Sentadinho, assistindo TV
As fraquezas do estudo são várias e a principal delas o próprio autor reconhece: o diagnóstico das doenças era auto-relatado. Ou seja, perguntava-se aos sujeitos da pesquisa se nos últimos anos eles tinham ido a um oftalmologista e se este lhes tinha dito que estavam com catarata ou degeneração macular. Ora, os estágios iniciais de ambas são assintomáticos ou sub-sintomáticos. E, portanto, nem sempre relatados. Além disso, para fazer seu diagnóstico preciso só dilatando as pupilas (particularmente no caso da degeneração macular), o que nem sempre é feito em pacientes com mais de 40 anos de idade (justamente a população-alvo da pesquisa). Tanto aqui no Brasil quanto nos EUA, o próprio paciente acha ruim que se lhe dilate as pupilas, pois sabe que depois dos 40 não é necessário para sua refração (exame de grau de óculos).
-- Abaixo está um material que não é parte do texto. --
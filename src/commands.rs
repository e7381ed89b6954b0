//! CLI Command Handlers
//!
//! Implements all CLI commands by calling the catalog client and watch store.
//! Each handler takes CLI args, the shared Context and Output, returns ExitCode.

use tracing::warn;

use crate::api::search::{NO_RESULTS_MESSAGE, PROMPT_MESSAGE};
use crate::api::{AdminContext, AdminGuard, CatalogClient, CatalogError, SearchQuery};
use crate::browse::{HomeFeed, HOME_MOVIE_LIMIT};
use crate::cli::{
    AdminAction, AdminCmd, ExitCode, HistoryCmd, InfoCmd, MoviesCmd, Output, PlayCmd,
    PlaybackReport, ProgressCmd, ProgressStatus, SearchCmd, StatusOk, WatchlistAction,
    WatchlistCmd, WatchlistStatus,
};
use crate::config::Config;
use crate::models::{format_clock, Genre, Movie, NewGenre};
use crate::playback::{session, LocalPlayer, PlaybackTracker, PlayerType};
use crate::storage::{FileStore, KeyValueStore, MemoryStore, WatchStore};

/// Watch store with the backend chosen at runtime
pub type SharedStore = WatchStore<Box<dyn KeyValueStore + Send>>;

// =============================================================================
// Context
// =============================================================================

/// Resolved configuration plus the clients built from it
pub struct Context {
    pub config: Config,
    pub client: CatalogClient,
}

impl Context {
    pub fn new(config: Config) -> Self {
        let client = CatalogClient::from_config(&config);
        Self { config, client }
    }

    /// Open the watch store. Without any usable location the session runs
    /// on a volatile store.
    pub fn open_store(&self) -> SharedStore {
        let store: Box<dyn KeyValueStore + Send> = match self.config.resolved_storage_path() {
            Some(path) => Box::new(FileStore::open(path)),
            None => {
                warn!("no data directory, watch state will not persist");
                Box::new(MemoryStore::new())
            }
        };
        WatchStore::new(store)
    }
}

fn movie_line(movie: &Movie) -> String {
    format!(
        "{}  {}  [{}]  {} views",
        movie.id,
        movie,
        movie.genres.join(", "),
        movie.views_str()
    )
}

fn movie_lines(movies: &[Movie]) -> String {
    movies.iter().map(movie_line).collect::<Vec<_>>().join("\n")
}

fn serialize_failed(output: &Output, e: anyhow::Error) -> ExitCode {
    output.error(format!("Failed to serialize: {}", e), ExitCode::Error)
}

// =============================================================================
// Home Command
// =============================================================================

pub async fn home_cmd(ctx: &Context, output: &Output) -> ExitCode {
    output.info("Loading home page...");

    let (movies, genres) = tokio::join!(
        ctx.client.list_movies(HOME_MOVIE_LIMIT),
        ctx.client.list_genres()
    );

    let movies = match movies {
        Ok(m) => m,
        Err(e) => return output.catalog_error(&e),
    };
    let genres = genres.unwrap_or_else(|e| {
        warn!(error = %e, "genre list unavailable, skipping genre rows");
        Vec::new()
    });

    let feed = HomeFeed::compose(&movies, &genres);

    let mut text = String::from("Featured:\n");
    for (i, movie) in feed.featured.iter().enumerate() {
        text.push_str(&format!("  {}. {}\n", i + 1, movie_line(movie)));
    }
    for row in &feed.rows {
        text.push_str(&format!("\n{}:\n", row.title));
        for movie in &row.movies {
            text.push_str(&format!("  {}\n", movie_line(movie)));
        }
    }

    if let Err(e) = output.print_text(&feed, text.trim_end()) {
        return serialize_failed(output, e);
    }
    ExitCode::Success
}
//! MovieStream catalog API client
//!
//! Talks to the backend REST API mounted under `<api_url>/api`.
//! Errors come back as FastAPI `{"detail": ...}` bodies.

use reqwest::StatusCode;
use serde::de::DeserializeOwned;
use serde::Deserialize;
use std::time::Duration;
use thiserror::Error;
use tracing::{debug, warn};

use super::search::SearchQuery;
use crate::config::Config;
use crate::models::{Genre, Movie, TokenValidation};

/// Default per-request timeout
pub const DEFAULT_TIMEOUT: Duration = Duration::from_secs(10);

/// Default pause before retrying a failed read
pub const DEFAULT_RETRY_BACKOFF: Duration = Duration::from_millis(500);

/// Reads are attempted at most this many extra times
const MAX_READ_RETRIES: u32 = 1;

/// Catalog API error types
#[derive(Error, Debug)]
pub enum CatalogError {
    #[error("Network error: {0}")]
    Network(#[from] reqwest::Error),

    #[error("Not found (404)")]
    NotFound,

    #[error("Validation failed: {0}")]
    Validation(String),

    #[error("Authentication failed ({status}): {message}")]
    Auth { status: u16, message: String },

    #[error("Server error: {0}")]
    Server(u16),

    #[error("Invalid response: {0}")]
    InvalidResponse(String),
}

impl CatalogError {
    /// Whether a read that failed this way is worth one more attempt
    pub fn is_retryable(&self) -> bool {
        matches!(self, CatalogError::Network(_) | CatalogError::Server(_))
    }

    /// Map a non-success status and its body to an error
    pub fn from_status(status: StatusCode, body: &str) -> Self {
        let message = detail_message(body).unwrap_or_else(|| {
            status
                .canonical_reason()
                .unwrap_or("Request failed")
                .to_string()
        });

        match status {
            StatusCode::NOT_FOUND => CatalogError::NotFound,
            StatusCode::UNAUTHORIZED | StatusCode::FORBIDDEN => CatalogError::Auth {
                status: status.as_u16(),
                message,
            },
            s if s.is_server_error() => CatalogError::Server(s.as_u16()),
            _ => CatalogError::Validation(message),
        }
    }
}

/// MovieStream catalog client
#[derive(Debug, Clone)]
pub struct CatalogClient {
    base_url: String,
    client: reqwest::Client,
    retry_backoff: Duration,
}

impl CatalogClient {
    /// Create a client for the backend at `api_url` (without the `/api` suffix)
    pub fn new(api_url: impl AsRef<str>) -> Self {
        Self::with_settings(api_url, DEFAULT_TIMEOUT, DEFAULT_RETRY_BACKOFF)
    }

    /// Create a client with a custom base URL (for testing).
    /// Requests still go under `/api`, like the real backend.
    pub fn with_base_url(base_url: impl AsRef<str>) -> Self {
        Self::new(base_url)
    }

    /// Create a client with explicit timeout and retry backoff
    pub fn with_settings(api_url: impl AsRef<str>, timeout: Duration, retry_backoff: Duration) -> Self {
        let root = api_url.as_ref().trim_end_matches('/');
        Self {
            base_url: format!("{}/api", root),
            client: http_client(reqwest::Client::builder().timeout(timeout)),
            retry_backoff,
        }
    }

    /// Create a client from the loaded configuration
    pub fn from_config(config: &Config) -> Self {
        Self::with_settings(
            &config.api_url,
            Duration::from_secs(config.request_timeout_secs),
            Duration::from_millis(config.retry_backoff_ms),
        )
    }

    /// Base URL including the `/api` prefix
    pub fn base_url(&self) -> &str {
        &self.base_url
    }

    // =========================================================================
    // Request plumbing
    // =========================================================================

    pub(crate) fn url(&self, endpoint: &str) -> String {
        format!("{}{}", self.base_url, endpoint)
    }

    pub(crate) fn http(&self) -> &reqwest::Client {
        &self.client
    }

    /// Send a request and turn non-success statuses into errors
    pub(crate) async fn send(
        &self,
        request: reqwest::RequestBuilder,
    ) -> Result<reqwest::Response, CatalogError> {
        let response = request.header("Accept", "application/json").send().await?;
        let status = response.status();
        if status.is_success() {
            return Ok(response);
        }

        let body = response.text().await.unwrap_or_default();
        Err(CatalogError::from_status(status, &body))
    }

    /// Decode a JSON body
    pub(crate) async fn decode<T: DeserializeOwned>(
        response: reqwest::Response,
    ) -> Result<T, CatalogError> {
        let body = response.text().await?;
        serde_json::from_str(&body)
            .map_err(|e| CatalogError::InvalidResponse(format!("JSON parse error: {}", e)))
    }

    /// GET with one retry on network and server failures
    pub(crate) async fn get<T: DeserializeOwned>(
        &self,
        endpoint: &str,
        bearer: Option<&str>,
    ) -> Result<T, CatalogError> {
        let url = self.url(endpoint);
        let mut retries = 0;

        loop {
            let mut request = self.client.get(&url);
            if let Some(token) = bearer {
                request = request.bearer_auth(token);
            }

            let result = match self.send(request).await {
                Ok(response) => Self::decode(response).await,
                Err(e) => Err(e),
            };

            match result {
                Err(e) if e.is_retryable() && retries < MAX_READ_RETRIES => {
                    retries += 1;
                    warn!(url = %url, error = %e, "read failed, retrying");
                    tokio::time::sleep(self.retry_backoff).await;
                }
                other => {
                    debug!(url = %url, ok = other.is_ok(), "GET");
                    return other;
                }
            }
        }
    }

    // =========================================================================
    // Public catalog
    // =========================================================================

    /// List movies in server order
    pub async fn list_movies(&self, limit: u32) -> Result<Vec<Movie>, CatalogError> {
        self.get(&format!("/movies?limit={}", limit), None).await
    }

    /// Get one movie by ID
    pub async fn get_movie(&self, id: &str) -> Result<Movie, CatalogError> {
        self.get(&format!("/movies/{}", urlencoding::encode(id)), None)
            .await
    }

    /// Search by title/synopsis with optional genre and year filters
    pub async fn search_movies(&self, query: &SearchQuery) -> Result<Vec<Movie>, CatalogError> {
        let endpoint = format!("/movies/search/query?{}", query.to_query_string());
        self.get(&endpoint, None).await
    }

    /// List all genres
    pub async fn list_genres(&self) -> Result<Vec<Genre>, CatalogError> {
        self.get("/genres", None).await
    }

    /// Bump the view counter of a movie. Never retried.
    pub async fn increment_view(&self, id: &str) -> Result<(), CatalogError> {
        let url = self.url(&format!("/movies/{}/increment-view", urlencoding::encode(id)));
        self.send(self.client.post(&url)).await?;
        debug!(movie_id = id, "view counted");
        Ok(())
    }

    /// Ask the backend whether an admin token is accepted.
    /// The endpoint answers 200 for both outcomes.
    pub async fn validate_token(&self, token: &str) -> Result<TokenValidation, CatalogError> {
        let url = self.url("/admin/validate-token");
        let response = self.send(self.client.post(&url).bearer_auth(token)).await?;
        Self::decode(response).await
    }
}

// =============================================================================
// Error body parsing
// =============================================================================

#[derive(Debug, Deserialize)]
struct ErrorBody {
    detail: serde_json::Value,
}

/// Extract a readable message from a FastAPI error body.
///
/// `detail` is a string for `HTTPException`s and an array of
/// `{loc, msg}` objects for request validation errors.
fn detail_message(body: &str) -> Option<String> {
    let parsed: ErrorBody = serde_json::from_str(body).ok()?;
    match parsed.detail {
        serde_json::Value::String(s) => Some(s),
        serde_json::Value::Array(items) => {
            let parts: Vec<String> = items
                .iter()
                .filter_map(|item| {
                    let msg = item.get("msg")?.as_str()?;
                    let field = item
                        .get("loc")
                        .and_then(|l| l.as_array())
                        .and_then(|l| l.last())
                        .and_then(|f| f.as_str());
                    Some(match field {
                        Some(f) => format!("{}: {}", f, msg),
                        None => msg.to_string(),
                    })
                })
                .collect();
            if parts.is_empty() {
                None
            } else {
                Some(parts.join("; "))
            }
        }
        _ => None,
    }
}

/// Build the HTTP client, falling back to reqwest's defaults (no request
/// timeout) when the builder is rejected
fn http_client(builder: reqwest::ClientBuilder) -> reqwest::Client {
    match builder.build() {
        Ok(client) => client,
        Err(e) => {
            warn!(error = %e, "HTTP client setup failed, requests will have no timeout");
            reqwest::Client::new()
        }
    }
}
É verdade que Calderari teve o cuidado de entrevistar dois nomes de grande reconhecimento no meio oftalmológico (Marinho Scarpi e Rubens Belfort Jr., ambos da Escola Paulista de Medicina – Unifesp), mas lhes deu espaço mínimo (ou a Folha é que deu o espaço pequeno, isso não tenho como saber) para tentar explicar outras fraquezas, como, por exemplo, os fatores de confusão com o objeto principal do estudo. Por exemplo, quem pratica muito exercício costuma ter uma dieta saudável, menos hipertensão e menos diabetes, fuma e bebe menos. Em outras palavras: será que eu não posso ficar sentadinho em minha cadeira e apenas não fumar, beber pouco e comer mais peixe, verduras e frutas? E, caso nem assim meu colesterol e pressão arterial baixem, eu tome anti-hipertensivos e uma estatina qualquer, sempre sentadinho em minha cadeira só assistindo TV? Provavelmente, sim. Ou, quem sabe, não. Quem sabe? Certamente, o estudo não, pois não teve força para isso.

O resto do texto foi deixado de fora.